**MRI AND HEAD CT RESULTS LISTED AT BOTTOM OF CASE**
11/5/23: 59yo F Hx HTN, DM calls 911 for left-sided upper and lower extremity weakness, onset when she woke up that morning at 830am. She arrives via EMS to ER approximately 9am. Stroke alert initiated, (Note: this facility is listed a stroke entry point per EMS protocols and is thrombectomy capable). Dry CT head and Head CTA unremarkable with no other abnormalities in lab work. MRI and stat neurology consulted. Failed swallow study. The neurology consult that was created noted that the staff spoke with “Dr. C”, asking to speak to the on-call neurologist (Dr. W. was not available?) However, there was no indication that anyone called back or came to see patient. Admitted to internal medicine, placed on ASA and Lipitor. Neuro consult “pending”
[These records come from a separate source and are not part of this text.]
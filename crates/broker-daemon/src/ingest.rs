//! Heartbeat ingestion over a line-delimited TCP stream.
//!
//! Each connection is one producer. Every line is decoded independently:
//! JSON heartbeat records, process-died notices, or the key/value lines of
//! the connection's implicit record. When a connection that announced an
//! implicit record closes, a departure heartbeat for it is emitted.
//!
//! Lines are framed by [`RecordCodec`], which never holds more than one
//! record's worth of bytes and hands back raw bytes, so an oversized or
//! non-UTF-8 line costs that line only.

use anyhow::Result;
use broker_core::{decode_line, ClientId, IngestItem, KeyValueProducer};
use bytes::{Buf, BytesMut};
use futures::StreamExt;
use std::io;
use std::net::SocketAddr;
use tokio::io::AsyncRead;
use tokio::net::TcpListener;
use tokio::sync::mpsc;
use tokio_util::codec::{Decoder, FramedRead};
use tracing::{debug, error, info, warn};

/// Lines longer than this are discarded (64 KiB).
pub const MAX_RECORD_SIZE: usize = 64 * 1024;

/// One newline-terminated record as read off the wire.
#[derive(Debug, PartialEq, Eq)]
pub enum RecordFrame {
    /// Line contents without the trailing newline
    Line(BytesMut),
    /// A line over the size limit was skipped; carries its length
    Oversized(usize),
}

/// Newline framing with a length cap.
///
/// Unlike `LinesCodec`, nothing here is an error: an overlong line is
/// skipped without buffering it and reported as [`RecordFrame::Oversized`],
/// and bytes are not checked for UTF-8. The stream keeps going either way.
#[derive(Debug)]
pub struct RecordCodec {
    max_length: usize,
    /// Where to resume the newline search
    next_index: usize,
    /// Bytes dropped so far from the line being skipped
    discarding: Option<usize>,
}

impl RecordCodec {
    pub fn new(max_length: usize) -> Self {
        Self {
            max_length,
            next_index: 0,
            discarding: None,
        }
    }
}

impl Decoder for RecordCodec {
    type Item = RecordFrame;
    type Error = io::Error;

    fn decode(&mut self, buf: &mut BytesMut) -> Result<Option<RecordFrame>, io::Error> {
        if let Some(dropped) = self.discarding {
            return match buf.iter().position(|b| *b == b'\n') {
                Some(offset) => {
                    buf.advance(offset + 1);
                    self.discarding = None;
                    Ok(Some(RecordFrame::Oversized(dropped + offset)))
                }
                None => {
                    self.discarding = Some(dropped + buf.len());
                    buf.clear();
                    Ok(None)
                }
            };
        }

        let scan_to = buf.len().min(self.max_length + 1);
        match buf[self.next_index..scan_to].iter().position(|b| *b == b'\n') {
            Some(offset) => {
                let end = self.next_index + offset;
                self.next_index = 0;
                let mut line = buf.split_to(end + 1);
                line.truncate(end);
                Ok(Some(RecordFrame::Line(line)))
            }
            None if buf.len() > self.max_length => {
                self.next_index = 0;
                self.discarding = Some(0);
                self.decode(buf)
            }
            None => {
                self.next_index = scan_to;
                Ok(None)
            }
        }
    }

    fn decode_eof(&mut self, buf: &mut BytesMut) -> Result<Option<RecordFrame>, io::Error> {
        if let Some(frame) = self.decode(buf)? {
            return Ok(Some(frame));
        }
        if let Some(dropped) = self.discarding.take() {
            return Ok(Some(RecordFrame::Oversized(dropped)));
        }
        if buf.is_empty() {
            return Ok(None);
        }
        // Unterminated last line
        self.next_index = 0;
        Ok(Some(RecordFrame::Line(buf.split())))
    }
}

/// Bind the ingestion listener. Port 0 lets the OS pick one.
pub async fn bind(listen_addr: &str) -> Result<TcpListener> {
    let listener = TcpListener::bind(listen_addr).await?;
    info!("Heartbeat ingestion listening on {}", listener.local_addr()?);
    Ok(listener)
}

/// Accept producers until `sink` is closed.
pub async fn serve(listener: TcpListener, sink: mpsc::UnboundedSender<IngestItem>) {
    loop {
        tokio::select! {
            accepted = listener.accept() => match accepted {
                Ok((stream, addr)) => {
                    let sink = sink.clone();
                    tokio::spawn(async move {
                        read_producer(stream, addr, sink).await;
                    });
                }
                Err(e) => error!("Failed to accept producer: {}", e),
            },
            _ = sink.closed() => {
                debug!("Ingestion sink closed, stopping listener");
                break;
            }
        }
    }
}

async fn read_producer<R>(stream: R, addr: SocketAddr, sink: mpsc::UnboundedSender<IngestItem>)
where
    R: AsyncRead + Unpin,
{
    let mut producer = KeyValueProducer::new(ClientId::generate());
    debug!("Producer connected from {} (implicit id {})", addr, producer.id());

    let mut frames = FramedRead::new(stream, RecordCodec::new(MAX_RECORD_SIZE));
    while let Some(frame) = frames.next().await {
        let bytes = match frame {
            Ok(RecordFrame::Line(bytes)) => bytes,
            Ok(RecordFrame::Oversized(len)) => {
                warn!(
                    "Record from {} exceeds max size ({} > {}), dropping",
                    addr, len, MAX_RECORD_SIZE
                );
                continue;
            }
            Err(e) => {
                warn!("Read error from producer {}: {}", addr, e);
                break;
            }
        };

        let line = match std::str::from_utf8(&bytes) {
            Ok(line) => line.trim(),
            Err(e) => {
                warn!("Discarding non-UTF-8 record from {}: {}", addr, e);
                continue;
            }
        };
        if line.is_empty() {
            continue;
        }

        match decode_line(&mut producer, line) {
            Ok(item) => {
                if sink.send(item).is_err() {
                    return;
                }
            }
            Err(e) => warn!("Discarding malformed record from {}: {}", addr, e),
        }
    }

    if let Some(farewell) = producer.farewell() {
        debug!("Producer {} gone, departing {}", addr, producer.id());
        let _ = sink.send(farewell);
    } else {
        debug!("Producer {} disconnected", addr);
    }
}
The MRI was not completed until 730pm on 11/6. MRI result is “an acute infarction involving the right internal capsule and adjacent cerebral peduncle”. There is an addendum to the MRI result that states that several attempts were made to contact neurology without success. It reported a 45-minute delay and the report of the critical results were eventually given to attending. Unknown what the attending did with that info
Multiple nurses note beginning on November 7th night shift report that Neuro had still not come to see PC. This was put in by Nursing supervisor at 2024hrs on 11/7: “DR C. CALLED FOR CONSULT STATED DR W. IS THE PERSON TO CALL, ‘I DON'T DO IN HOUSE CONSULT’. DR W CALLED STATED THE PATIENT IS ‘NOT ON MY LIST’ AND SHE WILL ASK ARNP TO PUT ON HER LIST. THANKED.”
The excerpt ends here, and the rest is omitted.